A life estate is not an ownership interest in the property. If your father deeded you the property, you are the owner - not your father.


Thus, your father should not receive any money from the sale of the property, but he would have to sign off on the sale because of his life estate, which is essentially an easement on the property.


I think you need to ask the title company why it believes your father is entitled to any proceeds from the sale of the property you own.

Customer: replied 6 years ago.
The Quit Claim deed to the property states" "Grantor reserves to himself a life estate in the above described property (the home and land it is on), without liability for waste and with full right to use, modify, remove or replace all improvements thereon, and to make such changes to the land as he sees fit."

The title company used a sate of Wisconsin Medicaid Eligibility Handbook chart to determine what percentage of the proceeds my father would receive--and at 92, his percentage is .2577 of the proceeds.
Expert:  Roger replied 6 years ago.

Ok. Apparently, they're giving him a value for his life estate. This is unusual, but I understand what they're doing.

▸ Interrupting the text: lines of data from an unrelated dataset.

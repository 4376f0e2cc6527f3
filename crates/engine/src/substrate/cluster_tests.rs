// SPDX-License-Identifier: BUSL-1.1
// Copyright (c) 2026 Alfred Jean LLC

use super::*;
use convoy_adapters::cluster::object::{PersistentVolumeClaim, Pod};
use convoy_adapters::{ClusterCall, FakeCluster, FakeQueue};
use convoy_core::test_support::{job_spec, provisioned_project, stored_event};
use convoy_core::{Job, WorkerPhase};

type TestSubstrate = ClusterSubstrate<FakeCluster, FakeQueue>;

fn setup() -> (TestSubstrate, FakeCluster, FakeQueue) {
    let cluster = FakeCluster::new();
    let queue = FakeQueue::new();
    let substrate = ClusterSubstrate::new(
        cluster.clone(),
        queue.clone(),
        ClusterSubstrateConfig::default(),
    );
    (substrate, cluster, queue)
}

fn secret(object: Option<Object>) -> Secret {
    match object {
        Some(Object::Secret(secret)) => secret,
        other => panic!("expected a secret, got {:?}", other),
    }
}

fn is_internal(err: &Error) -> bool {
    matches!(err.root(), Error::Internal(_))
}

/// A provisioned Project plus a PENDING Event bound to it.
async fn provisioned(substrate: &TestSubstrate) -> (Project, Event) {
    let project = provisioned_project("italian", "github");
    substrate.create_project(&project).await.unwrap();
    let mut event = stored_event("e1", "italian", WorkerPhase::Pending);
    event.kubernetes = project.kubernetes.clone();
    event.worker.token = Some("first-token".to_string());
    (project, event)
}

#[test]
fn pre_create_project_assigns_lowercase_namespace() {
    let (substrate, _, _) = setup();
    let project = substrate
        .pre_create_project(provisioned_project("Italian", "github"))
        .unwrap();
    let namespace = project.namespace().unwrap();
    assert!(namespace.starts_with("convoy-italian-"), "{}", namespace);
    assert_eq!(namespace.len(), "convoy-italian-".len() + 10);
    assert_eq!(namespace, namespace.to_lowercase());
}

#[test]
fn pre_update_project_keeps_original_namespace() {
    let (substrate, _, _) = setup();
    let original = provisioned_project("italian", "github");
    let mut updated = original.clone();
    updated.kubernetes = None;
    updated.description = "new".to_string();

    let updated = substrate.pre_update_project(&original, updated).unwrap();
    assert_eq!(updated.kubernetes, original.kubernetes);
    assert_eq!(updated.description, "new");
}

#[test]
fn pre_create_event_copies_project_identity() {
    let (substrate, _, _) = setup();
    let mut project = provisioned_project("italian", "github");
    project.spec.worker_template.kubernetes = Some(convoy_core::WorkerKubernetesConfig {
        image_pull_secrets: vec!["registry".to_string()],
    });
    let event = substrate
        .pre_create_event(&project, Event::new("github", "push"))
        .unwrap();
    assert_eq!(event.namespace(), project.namespace());
    assert_eq!(
        event.worker.spec.kubernetes,
        project.spec.worker_template.kubernetes
    );
}

#[tokio::test]
async fn create_project_provisions_namespace_identities_and_secrets() {
    let (substrate, cluster, _) = setup();
    let project = provisioned_project("italian", "github");
    let ns = project.namespace().unwrap().to_string();

    substrate.create_project(&project).await.unwrap();

    assert!(cluster.get(ObjectKind::Namespace, None, &ns).is_some());
    for name in ["workers", "jobs"] {
        assert!(cluster.get(ObjectKind::Role, Some(&ns), name).is_some());
        assert!(cluster.get(ObjectKind::ServiceAccount, Some(&ns), name).is_some());
        assert!(cluster.get(ObjectKind::RoleBinding, Some(&ns), name).is_some());
    }
    let secrets = secret(cluster.get(ObjectKind::Secret, Some(&ns), "project-secrets"));
    assert_eq!(secrets.secret_type, labels::SECRET_TYPE_PROJECT_SECRETS);
    assert!(secrets.string_data.is_empty());
}

#[tokio::test]
async fn create_project_is_repeatable() {
    let (substrate, cluster, _) = setup();
    let project = provisioned_project("italian", "github");
    substrate.create_project(&project).await.unwrap();
    let before = cluster.len();
    substrate.create_project(&project).await.unwrap();
    assert_eq!(cluster.len(), before);
}

#[tokio::test]
async fn create_project_without_namespace_is_internal() {
    let (substrate, cluster, _) = setup();
    let project = convoy_core::test_support::project("italian", "github");
    let err = substrate.create_project(&project).await.unwrap_err();
    assert!(is_internal(&err));
    assert!(cluster.calls().is_empty());
}

#[tokio::test]
async fn delete_project_removes_namespace() {
    let (substrate, cluster, _) = setup();
    let project = provisioned_project("italian", "github");
    substrate.create_project(&project).await.unwrap();

    substrate.delete_project(&project).await.unwrap();

    assert!(cluster.is_empty());
    assert!(cluster.calls().contains(&ClusterCall::DeleteNamespace {
        name: project.namespace().unwrap().to_string()
    }));
}

#[tokio::test]
async fn schedule_worker_writes_event_secret_and_enqueues() {
    let (substrate, cluster, queue) = setup();
    let (project, event) = provisioned(&substrate).await;

    substrate.schedule_worker(&project, &event).await.unwrap();

    let stored = secret(cluster.get(ObjectKind::Secret, event.namespace(), "event-e1"));
    assert!(stored.string_data["event.json"].contains("first-token"));
    assert_eq!(queue.bodies("workers.italian"), vec!["e1".to_string()]);
}

#[tokio::test]
async fn rescheduling_replaces_the_event_secret() {
    let (substrate, cluster, queue) = setup();
    let (project, mut event) = provisioned(&substrate).await;
    substrate.schedule_worker(&project, &event).await.unwrap();

    event.worker.token = Some("second-token".to_string());
    substrate.schedule_worker(&project, &event).await.unwrap();

    let stored = secret(cluster.get(ObjectKind::Secret, event.namespace(), "event-e1"));
    assert!(stored.string_data["event.json"].contains("second-token"));
    assert!(!stored.string_data["event.json"].contains("first-token"));
    assert_eq!(queue.bodies("workers.italian").len(), 2);
    // project secrets survive the replacement
    assert!(cluster
        .get(ObjectKind::Secret, event.namespace(), "project-secrets")
        .is_some());
}

#[tokio::test]
async fn schedule_worker_without_project_secrets_enqueues_nothing() {
    let (substrate, _, queue) = setup();
    let project = provisioned_project("italian", "github");
    let mut event = stored_event("e1", "italian", WorkerPhase::Pending);
    event.kubernetes = project.kubernetes.clone();

    let err = substrate.schedule_worker(&project, &event).await.unwrap_err();
    assert!(is_internal(&err));
    assert!(queue.messages().is_empty());
}

#[tokio::test]
async fn queue_failure_surfaces_as_internal() {
    let (substrate, _, queue) = setup();
    let (project, event) = provisioned(&substrate).await;
    queue.fail_next(1);

    let err = substrate.schedule_worker(&project, &event).await.unwrap_err();
    assert!(is_internal(&err));
    assert!(queue.messages().is_empty());
}

#[tokio::test]
async fn start_worker_creates_claim_only_with_workspace() {
    let (substrate, cluster, _) = setup();
    let (_, mut event) = provisioned(&substrate).await;

    substrate.start_worker(&event).await.unwrap();
    assert!(cluster.objects_of(ObjectKind::PersistentVolumeClaim).is_empty());
    assert_eq!(cluster.objects_of(ObjectKind::Pod).len(), 1);

    event.id = "e2".into();
    event.worker.spec.use_workspace = true;
    substrate.start_worker(&event).await.unwrap();
    let claims = cluster.objects_of(ObjectKind::PersistentVolumeClaim);
    assert_eq!(claims.len(), 1);
    let Object::PersistentVolumeClaim(PersistentVolumeClaim { metadata, .. }) = &claims[0] else {
        panic!("expected a claim");
    };
    assert_eq!(metadata.name, "workspace-e2");
}

#[tokio::test]
async fn start_worker_twice_keeps_one_pod() {
    let (substrate, cluster, _) = setup();
    let (_, event) = provisioned(&substrate).await;
    substrate.start_worker(&event).await.unwrap();
    substrate.start_worker(&event).await.unwrap();
    assert_eq!(cluster.objects_of(ObjectKind::Pod).len(), 1);
}

#[tokio::test]
async fn start_worker_propagates_cluster_failures() {
    let (substrate, cluster, _) = setup();
    let (_, event) = provisioned(&substrate).await;
    cluster.fail_next(1);
    let err = substrate.start_worker(&event).await.unwrap_err();
    assert!(is_internal(&err));
}

#[tokio::test]
async fn schedule_job_enqueues_event_and_name() {
    let (substrate, _, queue) = setup();
    let (project, event) = provisioned(&substrate).await;
    substrate
        .schedule_job(&project, &event, "build")
        .await
        .unwrap();
    assert_eq!(queue.bodies("jobs.italian"), vec!["e1:build".to_string()]);
}

#[tokio::test]
async fn start_job_requires_a_known_job() {
    let (substrate, _, _) = setup();
    let (_, event) = provisioned(&substrate).await;
    let err = substrate.start_job(&event, "missing").await.unwrap_err();
    assert!(err.is_not_found());
}

#[tokio::test]
async fn start_job_creates_secret_and_pod() {
    let (substrate, cluster, _) = setup();
    let (_, mut event) = provisioned(&substrate).await;
    event.worker.jobs.insert(
        "Build".to_string(),
        Job {
            name: "Build".to_string(),
            spec: job_spec("alpine"),
            ..Default::default()
        },
    );

    substrate.start_job(&event, "Build").await.unwrap();

    assert!(cluster
        .get(ObjectKind::Secret, event.namespace(), "job-e1-build")
        .is_some());
    match cluster.get(ObjectKind::Pod, event.namespace(), "job-e1-build") {
        Some(Object::Pod(Pod { spec, .. })) => {
            assert_eq!(spec.containers[0].name, "Build");
            assert_eq!(spec.containers[0].image, "alpine");
        }
        other => panic!("expected job pod, got {:?}", other),
    }
}

#[tokio::test]
async fn delete_worker_and_jobs_leaves_other_events_alone() {
    let (substrate, cluster, _) = setup();
    let (project, event) = provisioned(&substrate).await;
    let mut other = event.clone();
    other.id = "e2".into();
    for e in [&event, &other] {
        substrate.schedule_worker(&project, e).await.unwrap();
        substrate.start_worker(e).await.unwrap();
    }

    substrate.delete_worker_and_jobs(&event).await.unwrap();

    let ns = event.namespace();
    assert!(cluster.get(ObjectKind::Pod, ns, "worker-e1").is_none());
    assert!(cluster.get(ObjectKind::Secret, ns, "event-e1").is_none());
    assert!(cluster.get(ObjectKind::Pod, ns, "worker-e2").is_some());
    assert!(cluster.get(ObjectKind::Secret, ns, "event-e2").is_some());
    assert!(cluster.get(ObjectKind::Secret, ns, "project-secrets").is_some());

    // idempotent
    substrate.delete_worker_and_jobs(&event).await.unwrap();
}

#[tokio::test]
async fn delete_worker_and_jobs_without_namespace_is_a_no_op() {
    let (substrate, cluster, _) = setup();
    let mut event = stored_event("e1", "italian", WorkerPhase::Pending);
    event.kubernetes = None;
    substrate.delete_worker_and_jobs(&event).await.unwrap();
    assert!(cluster.calls().is_empty());
}

// ── Project secrets ─────────────────────────────────────────────────────────

fn event_document(cluster: &FakeCluster, event: &Event) -> serde_json::Value {
    let stored = secret(cluster.get(ObjectKind::Secret, event.namespace(), "event-e1"));
    serde_json::from_str(&stored.string_data["event.json"]).unwrap()
}

#[tokio::test]
async fn secrets_set_before_scheduling_reach_the_event_document() {
    let (substrate, cluster, _) = setup();
    let (project, event) = provisioned(&substrate).await;

    substrate
        .set_secret(&project, &convoy_core::Secret::new("API_KEY", "hunter2"))
        .await
        .unwrap();
    substrate.schedule_worker(&project, &event).await.unwrap();

    let document = event_document(&cluster, &event);
    assert_eq!(document["project"]["secrets"]["API_KEY"], "hunter2");
}

#[tokio::test]
async fn secrets_set_after_scheduling_leave_the_event_document_alone() {
    let (substrate, cluster, _) = setup();
    let (project, event) = provisioned(&substrate).await;
    substrate.schedule_worker(&project, &event).await.unwrap();

    substrate
        .set_secret(&project, &convoy_core::Secret::new("API_KEY", "hunter2"))
        .await
        .unwrap();

    let document = event_document(&cluster, &event);
    assert!(document["project"]["secrets"].get("API_KEY").is_none());
    assert_eq!(substrate.list_secrets(&project).await.unwrap(), vec!["API_KEY"]);
}

#[tokio::test]
async fn list_secrets_is_sorted_by_key() {
    let (substrate, _, _) = setup();
    let (project, _) = provisioned(&substrate).await;
    for key in ["ZED", "ALPHA", "MIDDLE"] {
        substrate
            .set_secret(&project, &convoy_core::Secret::new(key, "v"))
            .await
            .unwrap();
    }

    assert_eq!(
        substrate.list_secrets(&project).await.unwrap(),
        vec!["ALPHA", "MIDDLE", "ZED"]
    );
}

#[tokio::test]
async fn unset_secret_patches_only_present_keys() {
    let (substrate, cluster, _) = setup();
    let (project, _) = provisioned(&substrate).await;
    substrate
        .set_secret(&project, &convoy_core::Secret::new("API_KEY", "hunter2"))
        .await
        .unwrap();

    substrate.unset_secret(&project, "NEVER_SET").await.unwrap();
    substrate.unset_secret(&project, "API_KEY").await.unwrap();

    let patches: Vec<ClusterCall> = cluster
        .calls()
        .into_iter()
        .filter(|c| matches!(c, ClusterCall::PatchSecret { .. }))
        .collect();
    assert_eq!(patches.len(), 2);
    assert_eq!(
        patches[1],
        ClusterCall::PatchSecret {
            namespace: project.namespace().unwrap().to_string(),
            name: "project-secrets".to_string(),
            set: Vec::new(),
            unset: vec!["API_KEY".to_string()],
        }
    );
    assert!(substrate.list_secrets(&project).await.unwrap().is_empty());
}

#[tokio::test]
async fn secrets_of_unprovisioned_project_are_internal() {
    let (substrate, _, _) = setup();
    let project = provisioned_project("italian", "github");

    let err = substrate
        .set_secret(&project, &convoy_core::Secret::new("API_KEY", "v"))
        .await
        .unwrap_err();
    assert!(is_internal(&err));
}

In this case, the best thing your dad can do is issue you another quitclaim deed for his life estate interest in the property. If he transfers this interest to you, then you'll own the property without this encumbrance (life estate) and you would be entitled to collect all of the money and not pay your dad anything.


If you can't or don't do this, your dad will have to report the income and it would interrupt his Medicaid benefits; also Medicaid undoubtedly has a lien against him and would likely make a claim for this entire amount and use it to repay expenses for his care.

Customer: replied 6 years ago.
My father is now incapcitated. I was granted Power of Attorney for him in 2002. Will it be considered a conflict of interest or a problem if I initiate the Quit Claim (in his name/behalf) to transfer his life estate interest to me? This is complicated!
Expert:  Roger replied 6 years ago.
If you and your brother are the only heirs of your father, and both of
you agree to this, there should be no conflict because the two of you would be the only ones who could complain.

The only other issue is that there's a 5 year lookback for Medicaid, and any transfer is going to be subject to scrutiny by Medicaid. This means that Medicaid could make a claim for this money, but because life estates have practically no value, this usually doesn't happen.